Our itinerary through west-central Hampshire has not included that little known fragment of the county that lies to the west of Romsey and is a district of commons and woods, part of the great forest-land that we shall hurriedly explore in the next chapter.  The chief interest here, apart from the natural attractions of the secluded countryside, is a simple grave in the churchyard of East Wellow, a small by-way hamlet about four miles from Romsey.  Here is the last resting place of Florence Nightingale who lies beside her father and mother.  The supreme honour of burial at Westminster, offered by the Dean and Chapter, was refused by her relatives in compliance with her own wish.  So East Wellow should be a pilgrim’s shrine to the rank and file of that weaponless army whose badge is the Red Cross.

[Illustration:  Bargate, Southampton.]

CHAPTER II

SOUTHAMPTON WATER AND THE NEW FOREST

Bitterne is now a suburb of Southampton on the opposite side of the Itchen, but it may claim to be the original town from which the Saxon settlement arose.  It is the site of the Roman Clausentium, an important station between Porchester and Winchester, and when the Saxons came up the water and landed upon the peninsula between the two rivers they probably found a populous town on the older site.  This conjecture would account for the name given to the new colony—­Southhame tune—­ultimately borne by the county-town and the origin of the shire name.  It is as the natural outlet for the trade of Winchester and Wessex, standing at the head of one of the finest waterways in Europe, that Southampton became the present thriving and important town.

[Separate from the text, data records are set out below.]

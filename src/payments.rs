//! Credit pack checkout and capture.
//!
//! Credits are granted at most once per order token: the store's
//! `record_payment_and_credit` writes the payment record and raises the
//! ceiling in one transaction, and the unique token column turns a second
//! attempt into a [`PaymentInsert::Duplicate`] instead of a second credit.

use serde::Serialize;
use uuid::Uuid;

use crate::credits::{find_pack, CreditPack};
use crate::errors::AppError;
use crate::models::{CheckoutResponse, NewPayment, PaymentInsert, PaymentRecord};
use crate::paypal::{is_valid_order_token, OrderRequest, PayPalClient};
use crate::store::Store;

#[derive(Debug, Clone, Copy, PartialEq, Eq, Serialize)]
#[serde(rename_all = "snake_case")]
pub enum CaptureStatus {
    /// Credits were added by this call.
    Captured,
    /// The order had been credited before; nothing was added.
    AlreadyProcessed,
}

#[derive(Debug, Clone, PartialEq, Serialize)]
#[serde(rename_all = "camelCase")]
pub struct CaptureResult {
    pub status: CaptureStatus,
    pub pack_id: String,
    pub pack_label: String,
    pub pack_credits: i32,
    /// The user's `credits_total` after this call.
    pub credits_total: i32,
}

impl CaptureResult {
    pub fn added_credits(&self) -> i32 {
        match self.status {
            CaptureStatus::Captured => self.pack_credits,
            CaptureStatus::AlreadyProcessed => 0,
        }
    }
}

fn security_violation() -> AppError {
    AppError::SecurityViolation("Security check failed: order does not belong to your user.".to_string())
}

async fn current_total(store: &dyn Store, user_id: Uuid) -> Result<i32, AppError> {
    store
        .get_user(user_id)
        .await?
        .map(|user| user.credits_total)
        .ok_or_else(|| AppError::NotFound("User profile not found".to_string()))
}

/// Replays a stored record owned by `user_id` as an already-processed capture.
async fn replay(
    store: &dyn Store,
    record: PaymentRecord,
    user_id: Uuid,
) -> Result<CaptureResult, AppError> {
    let pack_label = find_pack(&record.pack_id)
        .map(|pack| pack.label.to_string())
        .unwrap_or_else(|| record.pack_id.clone());

    Ok(CaptureResult {
        status: CaptureStatus::AlreadyProcessed,
        pack_id: record.pack_id,
        pack_label,
        pack_credits: record.credits_added,
        credits_total: current_total(store, user_id).await?,
    })
}

/// Captures an approved order and credits the pack to `user_id` once.
pub async fn capture_order(
    store: &dyn Store,
    paypal: &PayPalClient,
    order_token: &str,
    user_id: Uuid,
) -> Result<CaptureResult, AppError> {
    if !is_valid_order_token(order_token) {
        tracing::warn!("Rejected malformed order token from user {}", user_id);
        return Err(AppError::BadRequest("Invalid order token.".to_string()));
    }

    let capture = paypal.capture_order(order_token).await?;

    if !capture.is_completed() {
        if capture.is_already_captured() {
            return match store.find_payment(order_token).await? {
                Some(record) if record.user_id == user_id => {
                    tracing::info!("Order {} already captured and credited", order_token);
                    replay(store, record, user_id).await
                }
                Some(record) => {
                    tracing::warn!(
                        "User {} tried to replay order {} owned by {}",
                        user_id,
                        order_token,
                        record.user_id
                    );
                    Err(security_violation())
                }
                None => {
                    tracing::error!(
                        "Order {} captured upstream but has no payment record (user {})",
                        order_token,
                        user_id
                    );
                    Err(AppError::ReconciliationRequired(
                        "Order was captured but not credited. Please contact support.".to_string(),
                    ))
                }
            };
        }

        if capture.is_declined() {
            return Err(AppError::ExternalApiError(
                "Payment instrument was declined.".to_string(),
            ));
        }

        return Err(AppError::ExternalApiError(capture.failure_message()));
    }

    let metadata = capture.metadata();
    if metadata.user_id != user_id.to_string() {
        tracing::warn!(
            "Order {} metadata names user '{}', caller is {}",
            order_token,
            metadata.user_id,
            user_id
        );
        return Err(security_violation());
    }

    let pack = find_pack(&metadata.pack_id).ok_or_else(|| {
        AppError::BadRequest("Invalid credit pack detected in order.".to_string())
    })?;

    let payment = NewPayment {
        order_token: order_token.to_string(),
        user_id,
        pack_id: pack.id.to_string(),
        credits_added: pack.amount,
    };

    match store.record_payment_and_credit(&payment).await? {
        PaymentInsert::Inserted { credits_total } => {
            tracing::info!(
                "Credited {} ({} credits) to user {} for order {}",
                pack.id,
                pack.amount,
                user_id,
                order_token
            );
            Ok(CaptureResult {
                status: CaptureStatus::Captured,
                pack_id: pack.id.to_string(),
                pack_label: pack.label.to_string(),
                pack_credits: pack.amount,
                credits_total,
            })
        }
        PaymentInsert::Duplicate(record) if record.user_id != user_id => {
            tracing::error!(
                "Order {} already recorded for user {}, not {}",
                order_token,
                record.user_id,
                user_id
            );
            Err(AppError::Conflict(
                "Order was already processed for another account.".to_string(),
            ))
        }
        PaymentInsert::Duplicate(_) => {
            tracing::info!("Order {} replayed; no credit added", order_token);
            Ok(CaptureResult {
                status: CaptureStatus::AlreadyProcessed,
                pack_id: pack.id.to_string(),
                pack_label: pack.label.to_string(),
                pack_credits: pack.amount,
                credits_total: current_total(store, user_id).await?,
            })
        }
    }
}

fn resolve_pack(pack_id: Option<&str>) -> Result<&'static CreditPack, AppError> {
    pack_id
        .and_then(find_pack)
        .ok_or_else(|| AppError::BadRequest("Invalid pack".to_string()))
}

/// Creates a PayPal order for the pack and returns the approval URL.
pub async fn create_checkout(
    paypal: &PayPalClient,
    app_url: &str,
    user_id: Uuid,
    pack_id: Option<&str>,
) -> Result<CheckoutResponse, AppError> {
    let pack = resolve_pack(pack_id)?;
    let base = app_url.trim_end_matches('/');

    let order = OrderRequest {
        pack,
        user_id,
        return_url: format!("{}/billing/success", base),
        cancel_url: format!("{}/settings#credits", base),
    };

    let checkout_url = paypal.create_order(&order).await?;
    Ok(CheckoutResponse { checkout_url })
}

/// Card checkout entry point. No pack carries a card price yet.
pub fn card_checkout(pack_id: Option<&str>) -> Result<CheckoutResponse, AppError> {
    let pack = resolve_pack(pack_id)?;
    match pack.stripe_price_id {
        Some(price_id) => Err(AppError::NotImplemented(format!(
            "Card checkout for price {} is not available",
            price_id
        ))),
        None => Err(AppError::NotImplemented(
            "Card checkout is not configured. Use PayPal checkout instead.".to_string(),
        )),
    }
}

/// What the billing success page shows after a capture attempt.
#[derive(Debug, Clone, PartialEq, Serialize)]
#[serde(rename_all = "camelCase")]
pub struct BillingOutcome {
    pub success: bool,
    pub message: String,
    #[serde(skip_serializing_if = "Option::is_none")]
    pub pack_label: Option<String>,
    #[serde(skip_serializing_if = "Option::is_none")]
    pub credits: Option<i32>,
    pub added_credits: i32,
    #[serde(skip_serializing_if = "Option::is_none")]
    pub credits_total: Option<i32>,
}

impl BillingOutcome {
    pub fn from_capture(result: &Result<CaptureResult, AppError>) -> Self {
        match result {
            Ok(capture) => {
                let message = match capture.status {
                    CaptureStatus::Captured => format!(
                        "You've successfully added {} AI credits to your account.",
                        capture.pack_credits
                    ),
                    CaptureStatus::AlreadyProcessed => {
                        "Order was already processed successfully.".to_string()
                    }
                };
                Self {
                    success: true,
                    message,
                    pack_label: Some(capture.pack_label.clone()),
                    credits: Some(capture.pack_credits),
                    added_credits: capture.added_credits(),
                    credits_total: Some(capture.credits_total),
                }
            }
            Err(e) => Self {
                success: false,
                message: e.user_message(),
                pack_label: None,
                credits: None,
                added_credits: 0,
                credits_total: None,
            },
        }
    }
}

To-day its commercial prestige, if not on a par with Liverpool, Hull or Cardiff, is sufficiently great for the town to rank as a county borough.  The magnificent docks are capable of taking the largest liners, and as the port of embarkation for South Africa its consequence will increase still more as that great country develops.  On the banks of the Itchen many important industries have been established during the last quarter of a century and, as a result of this and the inevitable disorder of a great port, Southampton’s environs have suffered.  But more than any other town in England of the same size, have the powers that give yea or nay to such questions conserved the relics of the past with which Southampton is so richly endowed.  The most famous of these is the Bargate (originally “Barred” Gate), once the principal, or Winchester, entrance to the town.  It dates from about 1350, though its base is probably far older.  The upper portion, forming the Guildhall, bears on the south or town side a quaint statue of George III in a toga, that replaced one of Queen Anne in stiff corsets and voluminous gown.  The various armorial bearings displayed are those of noble families who have been connected with the town in the past.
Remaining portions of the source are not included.